Meu Deus! Será que é tão difícil resolver esta situação? Será que é tão difícil resolver toda essa bagunça criminosa que foi feita ao longo de anos e anos na saúde deste estado? Quantas pessoas terão que morrer a mais, quantos profissionais da saúde terão que adoecer, para a gente pensar em mover-nos da nossa zona de conforto e dizer: BASTA!
Eu sei, caro leitor, que é triste ter que concordar com a célebre frase de Henry Ford: “A guerra dá lucro. Para os banqueiros internacionais, instigar guerras e enviar jovens para a morte é o melhor de todos os negócios”. No entanto, é mais triste ainda ter que concordar com a lucidez do meu ex-aluno, médico regulador do SAMU Natal, Dr. Carlos Eduardo: “Professor, sabe quando esse caos na saúde do estado vai ser resolvido? Nunca! Pois ele dá dinheiro, professor. O caos dá dinheiro!”.
Não sei se foi a médica Zilda Arns que disse: corte o orçamento pela metade e tenha boas ideias. Mas, o que sei é que se fizéssemos isso - cortar o orçamento pela metade-, pelo menos resolveríamos grande parte de toda essa calamidade.

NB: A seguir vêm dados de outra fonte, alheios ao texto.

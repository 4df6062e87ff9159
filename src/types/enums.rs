//! Shared enum types for option-chain records and the parameter chain.
//!
//! Wire enums use the backend's upper-case string values (`CE`, `ITM`, ...)
//! as variant names, so we suppress the Rust naming convention lint.
#![allow(non_camel_case_types)]

use std::fmt;

use serde::{Deserialize, Serialize};

// ---------------------------------------------------------------------------
// Option Type
// ---------------------------------------------------------------------------

/// Call or put side of an option contract.
#[derive(Debug, Clone, Copy, PartialEq, Eq, Hash, PartialOrd, Ord, Serialize, Deserialize)]
pub enum OptionType {
    /// Call option.
    CE,
    /// Put option.
    PE,
}

impl OptionType {
    /// The wire string (`"CE"` / `"PE"`).
    pub fn as_str(self) -> &'static str {
        match self {
            Self::CE => "CE",
            Self::PE => "PE",
        }
    }
}

impl fmt::Display for OptionType {
    fn fmt(&self, f: &mut fmt::Formatter<'_>) -> fmt::Result {
        f.pad(self.as_str())
    }
}

// ---------------------------------------------------------------------------
// Option Position
// ---------------------------------------------------------------------------

/// Moneyness of a contract relative to the underlying last traded price.
#[derive(Debug, Clone, Copy, PartialEq, Eq, Hash, PartialOrd, Ord, Serialize, Deserialize)]
pub enum OptionPosition {
    /// In the money.
    ITM,
    /// Out of the money.
    OTM,
}

impl OptionPosition {
    /// Derive moneyness from strike and underlying price.
    ///
    /// A call is ITM when the strike is below the underlying; a put when it
    /// is above. At-the-money counts as OTM for both sides.
    pub fn derive(option_type: OptionType, strike: f64, underlying: f64) -> Self {
        let itm = match option_type {
            OptionType::CE => strike < underlying,
            OptionType::PE => strike > underlying,
        };
        if itm { Self::ITM } else { Self::OTM }
    }

    /// The wire string (`"ITM"` / `"OTM"`).
    pub fn as_str(self) -> &'static str {
        match self {
            Self::ITM => "ITM",
            Self::OTM => "OTM",
        }
    }
}

impl fmt::Display for OptionPosition {
    fn fmt(&self, f: &mut fmt::Formatter<'_>) -> fmt::Result {
        f.pad(self.as_str())
    }
}

// ---------------------------------------------------------------------------
// Level
// ---------------------------------------------------------------------------

/// One level of the dependent parameter chain, in resolution order.
#[derive(Debug, Clone, Copy, PartialEq, Eq, Hash, PartialOrd, Ord, Serialize, Deserialize)]
pub enum Level {
    Symbol,
    Expiry,
    Date,
    Time,
}

impl Level {
    /// All levels, upstream first.
    pub const ALL: [Level; 4] = [Level::Symbol, Level::Expiry, Level::Date, Level::Time];

    /// Position of the level in the chain (`Symbol` = 0).
    pub fn index(self) -> usize {
        self as usize
    }

    /// The level fed by this one, if any.
    pub fn next(self) -> Option<Level> {
        Self::ALL.get(self.index() + 1).copied()
    }

    /// Lower-case name, used in logs and query parameters.
    pub fn as_str(self) -> &'static str {
        match self {
            Self::Symbol => "symbol",
            Self::Expiry => "expiry",
            Self::Date => "date",
            Self::Time => "time",
        }
    }
}

impl fmt::Display for Level {
    fn fmt(&self, f: &mut fmt::Formatter<'_>) -> fmt::Result {
        f.pad(self.as_str())
    }
}

// ---------------------------------------------------------------------------
// Level Status
// ---------------------------------------------------------------------------

/// Lifecycle state of a single chain level.
#[derive(Debug, Clone, Copy, PartialEq, Eq, Hash, Default, Serialize)]
pub enum LevelStatus {
    /// No upstream selection yet (or invalidated by an upstream change).
    #[default]
    Idle,
    /// Fetch in flight.
    Loading,
    /// Live candidates populated.
    Ready,
    /// Fetch failed; fallback candidates substituted.
    Degraded,
}

impl LevelStatus {
    /// `Ready` or `Degraded`.
    pub fn is_settled(self) -> bool {
        matches!(self, Self::Ready | Self::Degraded)
    }
}

// ---------------------------------------------------------------------------
// Data Source
// ---------------------------------------------------------------------------

/// Where a piece of displayed data came from.
#[derive(Debug, Clone, Copy, PartialEq, Eq, Hash, Serialize)]
pub enum DataOrigin {
    /// Returned by the backend.
    Live,
    /// Substituted by the fallback provider after a failure.
    Fallback,
}

// ---------------------------------------------------------------------------
// Sort Direction
// ---------------------------------------------------------------------------

/// Direction of a column sort.
#[derive(Debug, Clone, Copy, PartialEq, Eq, Hash, Default, Serialize)]
pub enum SortDirection {
    #[default]
    Ascending,
    Descending,
}

impl SortDirection {
    /// The opposite direction.
    pub fn flipped(self) -> Self {
        match self {
            Self::Ascending => Self::Descending,
            Self::Descending => Self::Ascending,
        }
    }
}

// ---------------------------------------------------------------------------
// Trend
// ---------------------------------------------------------------------------

/// Sign of a "change since previous sample" field, for colouring.
#[derive(Debug, Clone, Copy, PartialEq, Eq, Hash, Serialize)]
pub enum Trend {
    Up,
    Down,
    Flat,
}

impl Trend {
    /// Classify a change value.
    pub fn of(change: f64) -> Self {
        if change > 0.0 {
            Self::Up
        } else if change < 0.0 {
            Self::Down
        } else {
            Self::Flat
        }
    }
}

Primeiro, acabaríamos os escândalos na saúde, pois sem dinheiro sobrando não haveria gatos, nem ratos... Depois, bastaria utilizarmos a lei de Pareto, que diz: “80% das consequências advém de 20% das causas”. E aí 20% das causas se chamam PRIORIDADES: uma central de regulação única de leitos de todo estado, organizando o fluxo dos pacientes; três unidades hospitalares de média complexidade abastecidas e distribuídas no interior do estado para servirem de anteparo ao HCS; valorização dos funcionários que querem trabalhar e demissão dos que não querem... Isso, só isso, já resolveria e muito todo esse caos.
Pois bem, caro leitor! Diferentemente de Nelson Rodrigues que afirmava que em Brasília, éramos todos inocentes e éramos todos cúmplices; neste caos da saúde do RN, só há culpados e só há cúmplices. Dos governadores anteriores ao atual, dos gestores da saúde anteriores ao atual, toda a população, inclusive eu e você, caro leitor, somos TODOS CULPADOS por isso, afinal O ESTADO SOMOS NÓS... e cabe a todos nós, pelo menos fazermos um pacto da mediocridade coletiva: enquanto este caos perdurar, ninguém tem o direito de rir no RN, pois vamos rir de que: da nossa própria miséria, da nossa própria incompetência, do nosso próprio descaso?...
Por último, vale a torcida para que a teoria de Allan Kardec esteja completamente errada, pois se tiver reencarnação, caro leitor, estamos fritos, literalmente fritos e que Deus tenha piedade de todos nós!
Francisco Edilson Leite Pinto Junior – Professor, médico e escritor (estou Coordenador Geral do SAMU Natal).